Friday, March 4, 2011

On the triage of species: which ones do we want extinct?

(BY HUGO)

Just a quick post to point to an ongoing debate that originated in California water management about earmarking the extinction of some species as acceptable. Here's a post from Professor Holly Doremus on Legal Planet that provides context and references on the origin of the debate.

This debate raises fascinating issues at the theoretical level about the anthropocentric nature of development and conservation but also at the advocacy or political level about picking the most effective path of action to achieve conservation goals.

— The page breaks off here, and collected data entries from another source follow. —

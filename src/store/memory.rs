//! In-memory config store.

use super::{Collection, ConfigStore};
use crate::error::Result;
use std::collections::{BTreeMap, BTreeSet};
use std::path::PathBuf;

/// A config store held entirely in memory. Objects have no physical location.
#[derive(Debug, Clone, Default, PartialEq, Eq)]
pub struct MemoryStore {
    objects: BTreeMap<Collection, BTreeMap<String, Vec<u8>>>,
}

impl MemoryStore {
    pub fn new() -> Self {
        Self::default()
    }

    /// Builder form of [`MemoryStore::insert`].
    pub fn with(mut self, collection: &Collection, name: &str, content: impl Into<Vec<u8>>) -> Self {
        self.insert(collection, name, content);
        self
    }

    /// Insert or replace an object.
    pub fn insert(&mut self, collection: &Collection, name: &str, content: impl Into<Vec<u8>>) {
        self.objects
            .entry(collection.clone())
            .or_default()
            .insert(name.to_string(), content.into());
    }

    /// Remove an object; returns its previous content.
    pub fn remove(&mut self, collection: &Collection, name: &str) -> Option<Vec<u8>> {
        let objects = self.objects.get_mut(collection)?;
        let removed = objects.remove(name);
        if objects.is_empty() {
            self.objects.remove(collection);
        }
        removed
    }
}

impl ConfigStore for MemoryStore {
    fn read(&self, collection: &Collection, name: &str) -> Result<Option<Vec<u8>>> {
        Ok(self
            .objects
            .get(collection)
            .and_then(|objects| objects.get(name))
            .cloned())
    }

    fn list_names(&self, collection: &Collection) -> Result<BTreeSet<String>> {
        Ok(self
            .objects
            .get(collection)
            .map(|objects| objects.keys().cloned().collect())
            .unwrap_or_default())
    }

    fn list_collections(&self) -> Result<BTreeSet<Collection>> {
        let mut collections: BTreeSet<Collection> = self.objects.keys().cloned().collect();
        collections.insert(Collection::default_collection());
        Ok(collections)
    }

    fn resolve_path(&self, _collection: &Collection, _name: &str) -> Vec<PathBuf> {
        Vec::new()
    }

    fn file_extension(&self) -> &str {
        crate::config::DEFAULT_FILE_EXTENSION
    }
}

Under the federal Species at Risk Act (SARA) in Canada, triage is implicitly accepted, as appears from a previous post. In 2010, the federal government decided not to list the Winter Skate for the following reasons:

«The prohibitions under section 32 of the Species at Risk Act (“the Act”), which come into effect after listing a species as threatened or endangered, require that any activity that would result in killing, harming, harassing, capturing or taking the listed species be stopped immediately. This would include fishing activity, if the Winter Skate is caught as bycatch while listed as threatened or endangered, as is the case for the Southern Gulf of St. Lawrence and Eastern Scotian Shelf populations, which have been assessed as endangered species and threatened species respectively. The negative socio-economic impacts of listing these populations would be significant and the population trajectory of the species is unlikely to be reversed as a result of the listing. The closure of commercial fisheries in Northwest Atlantic Fisheries Organization areas 4T and 4VW, which would be necessary as a result of listing these populations, would result in millions of dollars in lost revenue annually, as well as significant direct and indirect job losses.»

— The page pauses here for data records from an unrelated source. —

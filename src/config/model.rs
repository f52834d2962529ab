//! Config struct definition and defaults.

use serde::{Deserialize, Serialize};

/// Name of the config file looked up at the project root.
pub const CONFIG_FILE_NAME: &str = "confsync.yaml";

/// Prefix that marks a config object as an exclusion directive.
pub const DEFAULT_DIRECTIVE_PREFIX: &str = "ignore.";

/// Extension of config object files (no leading dot).
pub const DEFAULT_FILE_EXTENSION: &str = "yml";

/// Subdirectory of the system temp dir used as the masking scratch area.
pub const DEFAULT_SCRATCH_SUBDIR: &str = "confsync";

/// Configuration for a confsync project.
///
/// Relative directories are resolved against the project root.
#[derive(Debug, Clone, PartialEq, Eq, Serialize, Deserialize)]
#[serde(default)]
pub struct Config {
    // =========================================================================
    // Stores
    // =========================================================================
    /// Staging directories, most specific first. Together they form the
    /// staged store; an object in an earlier directory shadows later ones.
    pub staging_dirs: Vec<String>,

    /// Directory holding the active configuration.
    pub active_dir: String,

    /// Extension of config object files (default: "yml").
    pub file_extension: String,

    // =========================================================================
    // Exclusion
    // =========================================================================
    /// Prefix marking a directive name (default: "ignore.").
    pub directive_prefix: String,

    /// Scratch area for masked artifacts. Defaults to `<temp>/confsync`.
    #[serde(skip_serializing_if = "Option::is_none")]
    pub scratch_dir: Option<String>,

    // =========================================================================
    // Locking
    // =========================================================================
    /// Minutes after which an import lock is considered stale.
    pub lock_stale_minutes: u32,
}

impl Default for Config {
    fn default() -> Self {
        Self {
            staging_dirs: vec!["config/sync".to_string()],
            active_dir: "config/active".to_string(),
            file_extension: DEFAULT_FILE_EXTENSION.to_string(),
            directive_prefix: DEFAULT_DIRECTIVE_PREFIX.to_string(),
            scratch_dir: None,
            lock_stale_minutes: 60,
        }
    }
}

Thus, under SARA, triage is principally effected at listing level (arguably, triage can also occur during the development of recovery strategies, but this would presumably be less significant since the principal prohibitions to affect the species provided by SARA would already be operational). A brief review of SARA's provisions shows that identification and listing of protected species is subjected to a detailed process formally guided by scientific inputs but ultimately subordinated to political discretion.

A committee of experts in disciplines such as conservation biology, population dynamics or genetics, the Committee on the Status of Endangered Wildlife in Canada (COSEWIC), must assess the status of each wildlife species it considers to be at risk, with priority given to the species more likely to become extinct, in order to classify it as extirpated, endangered, threatened, of special concern or not currently at risk and, as part of the assessment, identify existing and potential threats to the species. (Here are COSEWIC criteria and guidelines for the status assessment of wildlife species)

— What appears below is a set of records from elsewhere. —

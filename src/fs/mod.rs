//! Filesystem helpers for confsync.
//!
//! The active store is written through atomic writes so an interrupted import
//! never leaves a half-written config object, and staged artifacts are hidden
//! and restored through moves that survive cross-device scratch areas.

pub mod atomic;
mod move_file;

pub use atomic::atomic_write;
pub use move_file::move_file;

The COSEWIC must then provide the reasoned assessment of a species status to the federal Minister of the Environment, who then makes a recommendation to the Governor in Council to add a wildlife species to the list of species at risk, to reclassify a listed wildlife species, or to remove a listed wildlife species. The Governor in Council may not accept the recommendation and decide not to add the species to the list of species at risk. All decisions not to add a species to the list despite assessments made by the COSEWIC appear to have been taken under the government in power since 2005 for reasons that include economic costs, absence of data as well as sectoral opposition.

Regarding triage under SARA, one of the main points that may block debate in Canada is that the phenomenon is not explicitly recognized by the legal framework (the preamble and the purpose of SARA) but nevertheless occurs in a completely discretionary space within the regime.